RECORD EXCERPTS »
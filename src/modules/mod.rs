pub mod integrations;
pub async fn update_negocio<C: ConnectionTrait>(
    db: &C,
    id: i32,
    input: UpdateNegocioInput,
) -> Result<negocio::Model, DomainError> {
    let existing = find_negocio(db, id).await?;
    ensure_refs(db, input.contacto_id, [input.productora_id, input.cliente_final_id]).await?;

    let mut active: negocio::ActiveModel = existing.into();

    if let Some(contacto_id) = input.contacto_id {
        active.contacto_id = Set(contacto_id);
    }
    if let Some(productora_id) = input.productora_id {
        active.productora_id = Set(Some(productora_id));
    }
    if let Some(cliente_final_id) = input.cliente_final_id {
        active.cliente_final_id = Set(Some(cliente_final_id));
    }
    if let Some(nombre) = input.evento_nombre {
        let nombre = nombre.trim().to_string();
        if nombre.is_empty() {
            return Err(DomainError::validation("evento_nombre cannot be empty"));
        }
        active.evento_nombre = Set(nombre);
    }
    if input.evento_tipo.is_some() {
        active.evento_tipo = Set(clean(input.evento_tipo));
    }
    if input.evento_fecha.is_some() {
        active.evento_fecha = Set(clean(input.evento_fecha));
    }
    if input.evento_ubicacion.is_some() {
        active.evento_ubicacion = Set(clean(input.evento_ubicacion));
    }
    if let Some(asistentes) = input.asistentes_esperados {
        if asistentes < 0 {
            return Err(DomainError::validation("asistentes_esperados cannot be negative"));
        }
        active.asistentes_esperados = Set(Some(asistentes));
    }
    if input.hubspot_deal_id.is_some() {
        active.hubspot_deal_id = Set(deal_id(input.hubspot_deal_id)?);
    }
    if let Some(owner_id) = input.owner_id {
        active.owner_id = Set(Some(owner_id));
    }

    active.updated_at = Set(now_timestamp());
    Ok(active.update(db).await?)
}

pub async fn delete_negocio<C>(db: &C, id: i32) -> Result<(), DomainError>
where
    C: ConnectionTrait + TransactionTrait,
{
    let txn = db.begin().await?;
    let negocio = find_negocio(&txn, id).await?;

    let quote_ids: Vec<i32> = presupuesto::Entity::find()
        .filter(presupuesto::Column::NegocioId.eq(id))
        .all(&txn)
        .await?
        .into_iter()
        .map(|p| p.id)
        .collect();

    producto_presupuesto::Entity::delete_many()
        .filter(producto_presupuesto::Column::PresupuestoId.is_in(quote_ids))
        .exec(&txn)
        .await?;
    presupuesto::Entity::delete_many()
        .filter(presupuesto::Column::NegocioId.eq(id))
        .exec(&txn)
        .await?;
    queue::discard_for_negocio(&txn, id).await?;

    numbering::log_business_number_assignment(&txn, id, negocio.numero, NumberAction::Released)
        .await?;
    negocio.delete(&txn).await?;

    txn.commit().await?;
    tracing::info!("Deleted negocio {}", id);
    Ok(())
}

/// Write a state without queueing a push. `fecha_cierre` follows the state.
pub async fn write_state<C: ConnectionTrait>(
    db: &C,
    negocio: negocio::Model,
    estado: EstadoNegocio,
) -> Result<negocio::Model, DomainError> {
    let fecha_cierre = if estado.is_closed() {
        negocio.fecha_cierre.clone().or_else(|| Some(now_timestamp()))
    } else {
        None
    };

    let mut active: negocio::ActiveModel = negocio.into();
    active.estado = Set(estado.to_string());
    active.fecha_cierre = Set(fecha_cierre);
    active.updated_at = Set(now_timestamp());
    Ok(active.update(db).await?)
}

/// Change the state and enqueue the HubSpot push. No-op when unchanged.
pub async fn apply_state<C: ConnectionTrait>(
    db: &C,
    negocio: negocio::Model,
    estado: EstadoNegocio,
    priority: Priority,
) -> Result<(negocio::Model, bool), DomainError> {
    if negocio.estado == estado.as_ref() {
        return Ok((negocio, false));
    }

    let previous = negocio.estado.clone();
    let updated = write_state(db, negocio, estado).await?;
    queue::enqueue_update_stage(db, updated.id, estado, priority).await?;

    tracing::info!(
        "Negocio #{}: {} -> {}",
        updated.numero,
        previous,
        updated.estado
    );
    Ok((updated, true))
}

/// A state chosen by a user.
pub async fn change_state<C>(
    db: &C,
    id: i32,
    estado: EstadoNegocio,
) -> Result<negocio::Model, DomainError>
where
    C: ConnectionTrait + TransactionTrait,
{
    let txn = db.begin().await?;
    let negocio = find_negocio(&txn, id).await?;
    let (updated, _) = apply_state(&txn, negocio, estado, Priority::High).await?;
    txn.commit().await?;
    Ok(updated)
}

/// Derive the state from the quotes. Returns whether it changed.
pub async fn recalculate_state<C: ConnectionTrait>(
    db: &C,
    id: i32,
) -> Result<(negocio::Model, bool), DomainError> {
    let negocio = find_negocio(db, id).await?;
    let current = parse_estado(&negocio.estado)?;

    let quotes: Vec<EstadoPresupuesto> = presupuesto::Entity::find()
        .filter(presupuesto::Column::NegocioId.eq(id))
        .all(db)
        .await?
        .iter()
        .filter_map(|p| EstadoPresupuesto::from_str(&p.estado).ok())
        .collect();

    let derived = derive_business_state(current, &quotes);
    apply_state(db, negocio, derived, Priority::Normal).await
}

/// All negocios as CSV, newest number first.
pub async fn export_csv<C: ConnectionTrait>(db: &C) -> Result<String, DomainError> {
    let rows = list_negocios(db, NegocioFilter::default()).await?;

    let mut writer = csv::Writer::from_writer(Vec::new());
    writer
        .write_record([
            "numero",
            "evento_nombre",
            "estado",
            "contacto",
            "evento_fecha",
            "valor",
            "hubspot_deal_id",
            "created_at",
        ])
        .map_err(|e| DomainError::Internal(e.to_string()))?;

    for row in rows {
        let n = &row.negocio;
        writer
            .write_record([
                n.numero.to_string(),
                n.evento_nombre.clone(),
                n.estado.clone(),
                row.contacto_nombre.clone().unwrap_or_default(),
                n.evento_fecha.clone().unwrap_or_default(),
                format!("{:.0}", row.valor),
                n.hubspot_deal_id.clone().unwrap_or_default(),
                n.created_at.clone(),
            ])
            .map_err(|e| DomainError::Internal(e.to_string()))?;
    }

    let bytes = writer
        .into_inner()
        .map_err(|e| DomainError::Internal(e.to_string()))?;
    String::from_utf8(bytes).map_err(|e| DomainError::Internal(e.to_string()))
}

EXERCISE BRIEF » Set the material down exactly as written, starting at its first line. The line containing "let mut active: negocio::ActiveModel = existing.into();" is the last one to include.

RESPONSE TO THIS EXERCISE »
filename src/modules/mod.rs
pub mod integrations;
pub async fn update_negocio<C: ConnectionTrait>(
    db: &C,
    id: i32,
    input: UpdateNegocioInput,
) -> Result<negocio::Model, DomainError> {
    let existing = find_negocio(db, id).await?;
    ensure_refs(db, input.contacto_id, [input.productora_id, input.cliente_final_id]).await?;

    let mut active: negocio::ActiveModel = existing.into();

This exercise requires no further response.